Work instruction:
Scan the data. Collect each line that contains the word "while".

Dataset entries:
• • • •

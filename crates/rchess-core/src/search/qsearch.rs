//! 静止探索 (Quiescence Search)
//!
//! 本探索が深さ0に達したときの葉評価。駒取りと昇格（王手中は全応手）だけを
//! 読み、局面が静かになったところで評価関数を当てる。水平線効果対策。
//!
//! 置換表には深さを `-qs_ply`（非正値）で入れ、同じ局面の本探索の結果と
//! 混ざらないようにする。

use crate::position::Position;
use crate::types::{Move, Value, MAX_PLY};

use super::alpha_beta::SearchWorker;
use super::movepicker::{MovePicker, Phase};

impl SearchWorker {
    /// 静止探索
    ///
    /// fail-soft: stand-patがbetaを超えたらその値をそのまま返す。
    /// 駒取り/回避が1つも改善しなければstand-patがそのまま結果になる。
    pub(super) fn quiesce(
        &mut self,
        pos: &mut Position,
        alpha: Value,
        beta: Value,
        ply: i32,
        in_check: bool,
        qs_ply: i32,
    ) -> Value {
        let mut alpha = alpha;
        let mut beta = beta;
        let original_alpha = alpha;
        let original_beta = beta;
        self.nodes += 1;
        self.seldepth = self.seldepth.max(ply);

        if self.must_abort() {
            self.aborted = true;
            return Value::ZERO;
        }

        if ply >= MAX_PLY - 1 {
            return self.evaluation.compute(pos, alpha, beta);
        }

        if pos.is_repetition() {
            return self.draw_score(pos);
        }

        let lookup = self
            .tt
            .try_get_score(pos.hash(), -qs_ply, ply, &mut alpha, &mut beta);
        if lookup.cutoff {
            return lookup.score;
        }
        let tt_move = lookup.mv;

        if !in_check {
            let stand_pat = self.evaluation.compute(pos, alpha, beta);
            if stand_pat >= beta {
                return stand_pat;
            }
            alpha = alpha.max(stand_pat);
        }

        let mut picker = MovePicker::new_qsearch(tt_move, in_check);

        while let Some((mv, phase)) = picker.next(pos, &self.history) {
            if !pos.make_move(mv) {
                continue;
            }

            let checking = pos.in_check();
            // 王手にもならない損な駒取りは読まない
            if !in_check && !checking && phase == Phase::BadCapture {
                pos.unmake_move();
                continue;
            }

            let score = -self.quiesce(pos, -beta, -alpha, ply + 1, checking, qs_ply + 1);
            pos.unmake_move();

            if self.aborted {
                break;
            }

            if score > alpha {
                alpha = score;
                if score >= beta {
                    break;
                }
            }
        }

        if self.aborted {
            return Value::ZERO;
        }

        self.tt.add(
            pos.hash(),
            -qs_ply,
            ply,
            original_alpha,
            original_beta,
            alpha,
            Move::NONE,
        );
        alpha
    }
}
//! ビットボード
//!
//! - `Bitboard`: u64のnewtype（1bit = 1マス）
//! - 跳び駒（桂相当のナイト・王・ポーン）の攻撃テーブル
//! - 走り駒（ビショップ・ルーク・クイーン）のレイ + ブロッカー方式の利き計算
//!
//! レイテーブルは初回アクセス時にLazyLockで構築する。
//! magic bitboardは使わない（古典的なray-walkで十分な速度が出る）。

use std::sync::LazyLock;

use crate::types::{Color, Square};

/// ビットボード
#[derive(Debug, Clone, Copy, PartialEq, Eq, Default)]
#[repr(transparent)]
pub struct Bitboard(pub u64);

impl Bitboard {
    pub const EMPTY: Bitboard = Bitboard(0);
    pub const ALL: Bitboard = Bitboard(!0);

    pub const FILE_A: Bitboard = Bitboard(0x0101_0101_0101_0101);
    pub const FILE_H: Bitboard = Bitboard(0x8080_8080_8080_8080);
    pub const RANK_1: Bitboard = Bitboard(0x0000_0000_0000_00ff);
    pub const RANK_2: Bitboard = Bitboard(0x0000_0000_0000_ff00);
    pub const RANK_7: Bitboard = Bitboard(0x00ff_0000_0000_0000);
    pub const RANK_8: Bitboard = Bitboard(0xff00_0000_0000_0000);

    #[inline]
    pub const fn from_square(sq: Square) -> Bitboard {
        Bitboard(sq.bb())
    }

    #[inline]
    pub const fn is_empty(self) -> bool {
        self.0 == 0
    }

    #[inline]
    pub const fn is_set(self, sq: Square) -> bool {
        self.0 & sq.bb() != 0
    }

    #[inline]
    pub fn set(&mut self, sq: Square) {
        self.0 |= sq.bb();
    }

    #[inline]
    pub fn clear(&mut self, sq: Square) {
        self.0 &= !sq.bb();
    }

    #[inline]
    pub const fn count(self) -> u32 {
        self.0.count_ones()
    }

    /// 最下位bitのマス（空の場合は未定義）
    #[inline]
    pub const fn lsb(self) -> Square {
        debug_assert!(self.0 != 0);
        Square::new(self.0.trailing_zeros() as u8)
    }

    /// 最上位bitのマス（空の場合は未定義）
    #[inline]
    pub const fn msb(self) -> Square {
        debug_assert!(self.0 != 0);
        Square::new(63 - self.0.leading_zeros() as u8)
    }

    /// 最下位bitを取り出して消す
    #[inline]
    pub fn pop(&mut self) -> Option<Square> {
        if self.0 == 0 {
            return None;
        }
        let sq = self.lsb();
        self.0 &= self.0 - 1;
        Some(sq)
    }
}

impl Iterator for Bitboard {
    type Item = Square;

    #[inline]
    fn next(&mut self) -> Option<Square> {
        self.pop()
    }
}

impl std::ops::BitAnd for Bitboard {
    type Output = Bitboard;
    #[inline]
    fn bitand(self, rhs: Bitboard) -> Bitboard {
        Bitboard(self.0 & rhs.0)
    }
}

impl std::ops::BitOr for Bitboard {
    type Output = Bitboard;
    #[inline]
    fn bitor(self, rhs: Bitboard) -> Bitboard {
        Bitboard(self.0 | rhs.0)
    }
}

impl std::ops::BitXor for Bitboard {
    type Output = Bitboard;
    #[inline]
    fn bitxor(self, rhs: Bitboard) -> Bitboard {
        Bitboard(self.0 ^ rhs.0)
    }
}

impl std::ops::Not for Bitboard {
    type Output = Bitboard;
    #[inline]
    fn not(self) -> Bitboard {
        Bitboard(!self.0)
    }
}

impl std::ops::BitAndAssign for Bitboard {
    #[inline]
    fn bitand_assign(&mut self, rhs: Bitboard) {
        self.0 &= rhs.0;
    }
}

impl std::ops::BitOrAssign for Bitboard {
    #[inline]
    fn bitor_assign(&mut self, rhs: Bitboard) {
        self.0 |= rhs.0;
    }
}

impl std::ops::BitXorAssign for Bitboard {
    #[inline]
    fn bitxor_assign(&mut self, rhs: Bitboard) {
        self.0 ^= rhs.0;
    }
}

impl std::fmt::Display for Bitboard {
    /// 盤面形式のデバッグ出力（8段目が上）
    fn fmt(&self, f: &mut std::fmt::Formatter<'_>) -> std::fmt::Result {
        for rank in (0..8).rev() {
            for file in 0..8 {
                let sq = Square::new(rank * 8 + file);
                write!(f, "{}", if self.is_set(sq) { " x" } else { " ." })?;
            }
            writeln!(f)?;
        }
        Ok(())
    }
}

// =============================================================================
// 攻撃テーブル
// =============================================================================

/// レイの方向
#[derive(Debug, Clone, Copy, PartialEq, Eq)]
#[repr(usize)]
enum Dir {
    North = 0,
    South,
    East,
    West,
    NorthEast,
    NorthWest,
    SouthEast,
    SouthWest,
}

impl Dir {
    const ALL: [Dir; 8] = [
        Dir::North,
        Dir::South,
        Dir::East,
        Dir::West,
        Dir::NorthEast,
        Dir::NorthWest,
        Dir::SouthEast,
        Dir::SouthWest,
    ];

    const BISHOP: [Dir; 4] = [Dir::NorthEast, Dir::NorthWest, Dir::SouthEast, Dir::SouthWest];
    const ROOK: [Dir; 4] = [Dir::North, Dir::South, Dir::East, Dir::West];

    /// (筋の増分, 段の増分)
    const fn delta(self) -> (i8, i8) {
        match self {
            Dir::North => (0, 1),
            Dir::South => (0, -1),
            Dir::East => (1, 0),
            Dir::West => (-1, 0),
            Dir::NorthEast => (1, 1),
            Dir::NorthWest => (-1, 1),
            Dir::SouthEast => (1, -1),
            Dir::SouthWest => (-1, -1),
        }
    }

    /// 正方向（lsb側にブロッカーが現れる方向）か
    const fn is_positive(self) -> bool {
        matches!(self, Dir::North | Dir::East | Dir::NorthEast | Dir::NorthWest)
    }
}

struct AttackTables {
    knight: [Bitboard; 64],
    king: [Bitboard; 64],
    pawn: [[Bitboard; 64]; 2],
    rays: [[Bitboard; 64]; 8],
}

static TABLES: LazyLock<AttackTables> = LazyLock::new(AttackTables::init);

impl AttackTables {
    fn init() -> AttackTables {
        let mut knight = [Bitboard::EMPTY; 64];
        let mut king = [Bitboard::EMPTY; 64];
        let mut pawn = [[Bitboard::EMPTY; 64]; 2];
        let mut rays = [[Bitboard::EMPTY; 64]; 8];

        for sq in 0..64u8 {
            let file = (sq & 7) as i8;
            let rank = (sq >> 3) as i8;

            const KNIGHT_DELTAS: [(i8, i8); 8] = [
                (1, 2),
                (2, 1),
                (2, -1),
                (1, -2),
                (-1, -2),
                (-2, -1),
                (-2, 1),
                (-1, 2),
            ];
            for (df, dr) in KNIGHT_DELTAS {
                if let Some(t) = target(file, rank, df, dr) {
                    knight[sq as usize].set(t);
                }
            }

            for df in -1..=1i8 {
                for dr in -1..=1i8 {
                    if (df, dr) == (0, 0) {
                        continue;
                    }
                    if let Some(t) = target(file, rank, df, dr) {
                        king[sq as usize].set(t);
                    }
                }
            }

            for df in [-1i8, 1] {
                if let Some(t) = target(file, rank, df, 1) {
                    pawn[Color::White.index()][sq as usize].set(t);
                }
                if let Some(t) = target(file, rank, df, -1) {
                    pawn[Color::Black.index()][sq as usize].set(t);
                }
            }

            for dir in Dir::ALL {
                let (df, dr) = dir.delta();
                let (mut f, mut r) = (file + df, rank + dr);
                while (0..8).contains(&f) && (0..8).contains(&r) {
                    rays[dir as usize][sq as usize].set(Square::new((r * 8 + f) as u8));
                    f += df;
                    r += dr;
                }
            }
        }

        AttackTables {
            knight,
            king,
            pawn,
            rays,
        }
    }
}

#[inline]
fn target(file: i8, rank: i8, df: i8, dr: i8) -> Option<Square> {
    let (f, r) = (file + df, rank + dr);
    if (0..8).contains(&f) && (0..8).contains(&r) {
        Some(Square::new((r * 8 + f) as u8))
    } else {
        None
    }
}

/// ナイトの利き
#[inline]
pub fn knight_attacks(sq: Square) -> Bitboard {
    TABLES.knight[sq.index()]
}

/// 王の利き
#[inline]
pub fn king_attacks(sq: Square) -> Bitboard {
    TABLES.king[sq.index()]
}

/// ポーンの利き（駒取り方向のみ）
#[inline]
pub fn pawn_attacks(c: Color, sq: Square) -> Bitboard {
    TABLES.pawn[c.index()][sq.index()]
}

/// 1方向のレイ利き（ブロッカーで打ち切り、ブロッカーのマスは含む）
#[inline]
fn ray_attacks(dir: Dir, sq: Square, occupied: Bitboard) -> Bitboard {
    let ray = TABLES.rays[dir as usize][sq.index()];
    let blockers = ray & occupied;
    if blockers.is_empty() {
        return ray;
    }
    let blocker = if dir.is_positive() {
        blockers.lsb()
    } else {
        blockers.msb()
    };
    ray ^ TABLES.rays[dir as usize][blocker.index()]
}

/// ビショップの利き
#[inline]
pub fn bishop_attacks(sq: Square, occupied: Bitboard) -> Bitboard {
    Dir::BISHOP
        .iter()
        .fold(Bitboard::EMPTY, |acc, &d| acc | ray_attacks(d, sq, occupied))
}

/// ルークの利き
#[inline]
pub fn rook_attacks(sq: Square, occupied: Bitboard) -> Bitboard {
    Dir::ROOK
        .iter()
        .fold(Bitboard::EMPTY, |acc, &d| acc | ray_attacks(d, sq, occupied))
}

/// クイーンの利き
#[inline]
pub fn queen_attacks(sq: Square, occupied: Bitboard) -> Bitboard {
    bishop_attacks(sq, occupied) | rook_attacks(sq, occupied)
}

#[cfg(test)]
mod tests {
    use super::*;

    fn sq(s: &str) -> Square {
        s.parse().unwrap()
    }

    #[test]
    fn test_knight_attacks_corner_and_center() {
        assert_eq!(knight_attacks(sq("a1")).count(), 2);
        assert_eq!(knight_attacks(sq("e4")).count(), 8);
        assert!(knight_attacks(sq("g1")).is_set(sq("f3")));
        assert!(knight_attacks(sq("g1")).is_set(sq("h3")));
        assert!(knight_attacks(sq("g1")).is_set(sq("e2")));
    }

    #[test]
    fn test_king_attacks() {
        assert_eq!(king_attacks(sq("a1")).count(), 3);
        assert_eq!(king_attacks(sq("e4")).count(), 8);
    }

    #[test]
    fn test_pawn_attacks_no_wrap() {
        // a筋のポーンはh筋に利きを持たない
        assert_eq!(pawn_attacks(Color::White, sq("a2")).count(), 1);
        assert!(pawn_attacks(Color::White, sq("a2")).is_set(sq("b3")));
        assert!(pawn_attacks(Color::Black, sq("h7")).is_set(sq("g6")));
        assert_eq!(pawn_attacks(Color::Black, sq("h7")).count(), 1);
    }

    #[test]
    fn test_rook_attacks_with_blockers() {
        let occ = Bitboard::from_square(sq("e6")) | Bitboard::from_square(sq("g4"));
        let att = rook_attacks(sq("e4"), occ);
        assert!(att.is_set(sq("e5")));
        assert!(att.is_set(sq("e6"))); // ブロッカー自身は含む
        assert!(!att.is_set(sq("e7")));
        assert!(att.is_set(sq("g4")));
        assert!(!att.is_set(sq("h4")));
        assert!(att.is_set(sq("a4")));
        assert!(att.is_set(sq("e1")));
    }

    #[test]
    fn test_bishop_attacks_empty_board() {
        let att = bishop_attacks(sq("c1"), Bitboard::EMPTY);
        assert!(att.is_set(sq("a3")));
        assert!(att.is_set(sq("h6")));
        assert!(!att.is_set(sq("c2")));
    }

    #[test]
    fn test_queen_attacks_is_union() {
        let occ = Bitboard::from_square(sq("d5"));
        let q = queen_attacks(sq("d4"), occ);
        assert_eq!(q, bishop_attacks(sq("d4"), occ) | rook_attacks(sq("d4"), occ));
    }

    #[test]
    fn test_bitboard_pop_iterates_all() {
        let bb = Bitboard::RANK_2;
        assert_eq!(bb.count(), 8);
        let squares: Vec<Square> = bb.collect();
        assert_eq!(squares.len(), 8);
        assert_eq!(squares[0], sq("a2"));
        assert_eq!(squares[7], sq("h2"));
    }
}
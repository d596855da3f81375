//! rchess UCIフロントエンド
//!
//! 標準入出力でUCIプロトコルを話す。探索は専用スレッドで走り、
//! `stop` / `ponderhit` は共有フラグで協調的に伝える。

mod engine;
mod protocol;

use std::io::BufRead;

use anyhow::Result;
use clap::Parser;

use engine::Engine;
use protocol::GoParams;
use rchess_core::tt::DEFAULT_SIZE_MB;

#[derive(Parser)]
#[command(name = "rchess", version, about = "UCI chess engine")]
struct Args {
    /// 置換表サイズ（MB）
    #[arg(long, default_value_t = DEFAULT_SIZE_MB)]
    hash: usize,

    /// 起動直後にperftを実行して終了する
    #[arg(long, value_name = "DEPTH")]
    perft: Option<u32>,
}

fn main() -> Result<()> {
    env_logger::Builder::from_env(env_logger::Env::default().default_filter_or("warn"))
        .format_timestamp_millis()
        .init();

    let args = Args::parse();
    let mut engine = Engine::new(args.hash);
    log::info!("rchess {} started (hash {} MB)", env!("CARGO_PKG_VERSION"), args.hash);

    if let Some(depth) = args.perft {
        engine.perft(depth);
        return Ok(());
    }

    let stdin = std::io::stdin();
    for line in stdin.lock().lines() {
        let line = line?;
        let tokens: Vec<&str> = line.split_whitespace().collect();
        let Some(&command) = tokens.first() else {
            continue;
        };

        match command {
            "uci" => Engine::print_id(),
            "isready" => {
                engine.sync();
                println!("readyok");
            }
            "setoption" => {
                // setoption name <Name> value <Value>
                if let Err(err) = handle_setoption(&mut engine, &tokens[1..]) {
                    log::warn!("setoption: {err}");
                }
            }
            "ucinewgame" => engine.new_game(),
            "position" => {
                if let Err(err) = engine.set_position(&tokens[1..]) {
                    log::warn!("position: {err}");
                }
            }
            "go" => {
                if let Err(err) = engine.go(GoParams::parse(&tokens[1..])) {
                    log::warn!("go: {err}");
                }
            }
            "stop" => engine.stop(),
            "ponderhit" => engine.ponderhit(),
            "perft" => {
                let depth = tokens.get(1).and_then(|v| v.parse().ok()).unwrap_or(5);
                engine.perft(depth);
            }
            "quit" => break,
            _ => log::debug!("ignoring unknown command: {line}"),
        }
    }

    engine.halt();
    Ok(())
}

fn handle_setoption(engine: &mut Engine, tokens: &[&str]) -> Result<()> {
    let name_pos = tokens.iter().position(|&t| t == "name");
    let value_pos = tokens.iter().position(|&t| t == "value");
    let (Some(name_pos), Some(value_pos)) = (name_pos, value_pos) else {
        anyhow::bail!("expected: setoption name <id> value <x>");
    };
    if value_pos < name_pos + 1 {
        anyhow::bail!("expected: setoption name <id> value <x>");
    }
    let name = tokens[name_pos + 1..value_pos].join(" ");
    let value = tokens[value_pos + 1..].join(" ");
    engine.set_option(&name, &value)
}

• • • •

Finished exercise:
        while let Some((mv, phase)) = picker.next(pos, &self.history) {
                while (0..8).contains(&f) && (0..8).contains(&r) {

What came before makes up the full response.